«Спасибо переводчику с латинского, – написал Александр Иванович Тургенев Вяземскому из Парижа. – Жаль, что не с греческого» – таким образом он метафорически добавлял гомосексуализм к отвратительному портрету разочарованного наследника Лукулла. (Каждый знал о связи между Уваровым и Дондуковым-Корсаковым – невежественной посредственностью, выдвинутой министром на должность председателя Цензурного комитета и вице-президента Академии наук.) Уваров пожаловался властям, и Пушкина вызвали в Третье отделение.
Когда граф Бенкендорф потребовал ответа, на кого обращены сии обличительные строки, поэт ответил: «На вас». Бенкендорф скептически усмехнулся. – «Вы не верите?
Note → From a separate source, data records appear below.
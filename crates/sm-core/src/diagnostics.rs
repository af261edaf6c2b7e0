use crate::span::Span;
use serde::{Deserialize, Serialize};
use std::fmt::{Display, Formatter};
use std::sync::{Arc, Mutex};

/// Built-in templates supported by the diagnostic manager.
#[derive(Debug, Clone, Copy, PartialEq, Eq)]
pub enum DiagnosticTemplate {
    Pretty,
    Plain,
}

/// Runtime configuration for emitting diagnostics.
#[derive(Debug, Clone)]
pub struct DiagnosticDisplayOptions {
    pub template: DiagnosticTemplate,
    pub verbose_info: bool,
}

impl DiagnosticDisplayOptions {
    pub fn pretty(verbose_info: bool) -> Self {
        Self {
            template: DiagnosticTemplate::Pretty,
            verbose_info,
        }
    }

    pub fn plain(verbose_info: bool) -> Self {
        Self {
            template: DiagnosticTemplate::Plain,
            verbose_info,
        }
    }
}

impl Default for DiagnosticDisplayOptions {
    fn default() -> Self {
        DiagnosticDisplayOptions::plain(false)
    }
}

#[derive(Debug, Clone, Copy, PartialEq, Eq, Serialize, Deserialize)]
pub enum DiagnosticLevel {
    Info,
    Warning,
    Error,
}

#[derive(Debug, Clone, PartialEq, Eq, Serialize, Deserialize)]
pub struct Diagnostic {
    pub level: DiagnosticLevel,
    pub message: String,
    pub span: Option<Span>,
    pub suggestions: Vec<String>,
    pub source_context: Option<String>,
    pub code: Option<String>,
}

impl Diagnostic {
    fn with_level(level: DiagnosticLevel, message: impl Into<String>) -> Self {
        Self {
            level,
            message: message.into(),
            span: None,
            suggestions: Vec::new(),
            source_context: None,
            code: None,
        }
    }

    pub fn error(message: impl Into<String>) -> Self {
        Self::with_level(DiagnosticLevel::Error, message)
    }

    pub fn warning(message: impl Into<String>) -> Self {
        Self::with_level(DiagnosticLevel::Warning, message)
    }

    pub fn info(message: impl Into<String>) -> Self {
        Self::with_level(DiagnosticLevel::Info, message)
    }

    pub fn with_span(mut self, span: Span) -> Self {
        self.span = Some(span);
        self
    }

    pub fn with_suggestion(mut self, suggestion: impl Into<String>) -> Self {
        self.suggestions.push(suggestion.into());
        self
    }

    pub fn with_source_context(mut self, context: impl Into<String>) -> Self {
        self.source_context = Some(context.into());
        self
    }

    pub fn with_code(mut self, code: impl Into<String>) -> Self {
        self.code = Some(code.into());
        self
    }

    /// Render this diagnostic as output lines, or `None` when it is filtered out.
    pub fn render(&self, fallback_context: &str, options: &DiagnosticDisplayOptions) -> Option<Vec<String>> {
        if matches!(self.level, DiagnosticLevel::Info) && !options.verbose_info {
            return None;
        }
        let context = self.source_context.as_deref().unwrap_or(fallback_context);
        match options.template {
            DiagnosticTemplate::Pretty => Some(render_pretty(self, context)),
            DiagnosticTemplate::Plain => Some(render_plain(self, context)),
        }
    }
}

impl Display for Diagnostic {
    fn fmt(&self, f: &mut Formatter<'_>) -> std::fmt::Result {
        write!(f, "{}", self.message)?;

        if let Some(code) = &self.code {
            write!(f, " [{}]", code)?;
        }

        if !self.suggestions.is_empty() {
            let hints = self.suggestions.join("; ");
            write!(f, " (hints: {})", hints)?;
        }

        Ok(())
    }
}

/// Collects diagnostics produced during an inspection run.
#[derive(Clone, Default)]
pub struct DiagnosticManager {
    diagnostics: Arc<Mutex<Vec<Diagnostic>>>,
}

impl DiagnosticManager {
    pub fn new() -> Self {
        Self::default()
    }

    pub fn add_diagnostic(&self, diagnostic: Diagnostic) {
        if let Ok(mut diagnostics) = self.diagnostics.lock() {
            diagnostics.push(diagnostic);
        }
    }

    pub fn get_diagnostics(&self) -> Vec<Diagnostic> {
        self.diagnostics
            .lock()
            .map(|d| d.clone())
            .unwrap_or_default()
    }

    pub fn has_errors(&self) -> bool {
        self.diagnostics
            .lock()
            .map(|d| d.iter().any(|diag| diag.level == DiagnosticLevel::Error))
            .unwrap_or(false)
    }

    pub fn clear(&self) {
        if let Ok(mut diagnostics) = self.diagnostics.lock() {
            diagnostics.clear();
        }
    }

    /// Emit diagnostics to stderr. The fallback context is used when a
    /// diagnostic does not specify a source context.
    pub fn emit(
        diagnostics: &[Diagnostic],
        fallback_context: Option<&str>,
        options: &DiagnosticDisplayOptions,
    ) {
        let fallback = fallback_context.unwrap_or("inspection");
        for diagnostic in diagnostics {
            if let Some(lines) = diagnostic.render(fallback, options) {
                for line in lines {
                    eprintln!("{}", line);
                }
            }
        }
    }
}

fn render_pretty(diagnostic: &Diagnostic, context: &str) -> Vec<String> {
    let prefix = match diagnostic.level {
        DiagnosticLevel::Error => "error",
        DiagnosticLevel::Warning => "warning",
        DiagnosticLevel::Info => "note",
    };

    let header = match diagnostic.code.as_ref() {
        Some(code) => format!("{}[{}]: {} ({})", prefix, code, diagnostic.message, context),
        None => format!("{}: {} ({})", prefix, diagnostic.message, context),
    };

    let mut lines = vec![header];

    if let Some(span) = diagnostic.span.filter(|span| !span.is_null()) {
        lines.push(format!("  --> {}", span));
    }

    for suggestion in &diagnostic.suggestions {
        lines.push(format!("   = help: {}", suggestion));
    }

    lines
}

fn render_plain(diagnostic: &Diagnostic, context: &str) -> Vec<String> {
    let level = match diagnostic.level {
        DiagnosticLevel::Error => "ERROR",
        DiagnosticLevel::Warning => "WARNING",
        DiagnosticLevel::Info => "INFO",
    };

    let header = match diagnostic.code.as_ref() {
        Some(code) => format!("[{}] {}: {} ({})", context, level, diagnostic.message, code),
        None => format!("[{}] {}: {}", context, level, diagnostic.message),
    };

    let mut lines = vec![header];

    if let Some(span) = diagnostic.span.filter(|span| !span.is_null()) {
        lines.push(format!("   at {}", span));
    }

    for suggestion in &diagnostic.suggestions {
        lines.push(format!("   suggestion: {}", suggestion));
    }

    lines
}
Отчего же другой уверен, что это на него?» На следующий день он написал: «Я прошу только, чтобы мне доказали, что я его назвал, – какая черта моей оды может быть к нему применена?» На сей раз Пушкин охватил предмет со всех сторон: любая мера, принятая против него или «Московского наблюдателя», который напечатал так называемое подражание, подразумевала бы, что сам царь узнал в «падком к мертвечине вороне» одного из своих «вельмож», одного из собственных министров. А Уваров поклялся, что Пушкин за это заплатит. В коридорах министерства кто-то слышал, как он кричал: «Сочинениям этого негодяя назначить не одного, а двух, трех, четырех цензоров!»
Слегка завуалированное указание на Уварова в «Notice sur Pouschkin» было ссылкой на распространенный слух, обвинение, не подкрепленное свидетельствами, и понятна реакция города, в котором все еще не замолк смех, вызванный «Лукуллом», потому что смех был всеобщим, даже среди тех, кто публично осудил эту самую последнюю непростительную выходку со стороны поэта. Рассуждение было простое: Пушкин называл Уварова вором и лакеем; Уваров ответил на удар, назвав Пушкина рогоносцем. Логика кажется железной, но это было бы слишком просто. Если бы было хоть малейшее свидетельство против «ворона», разве Пушкин не использовал бы его, чтобы нанести заключительный удар?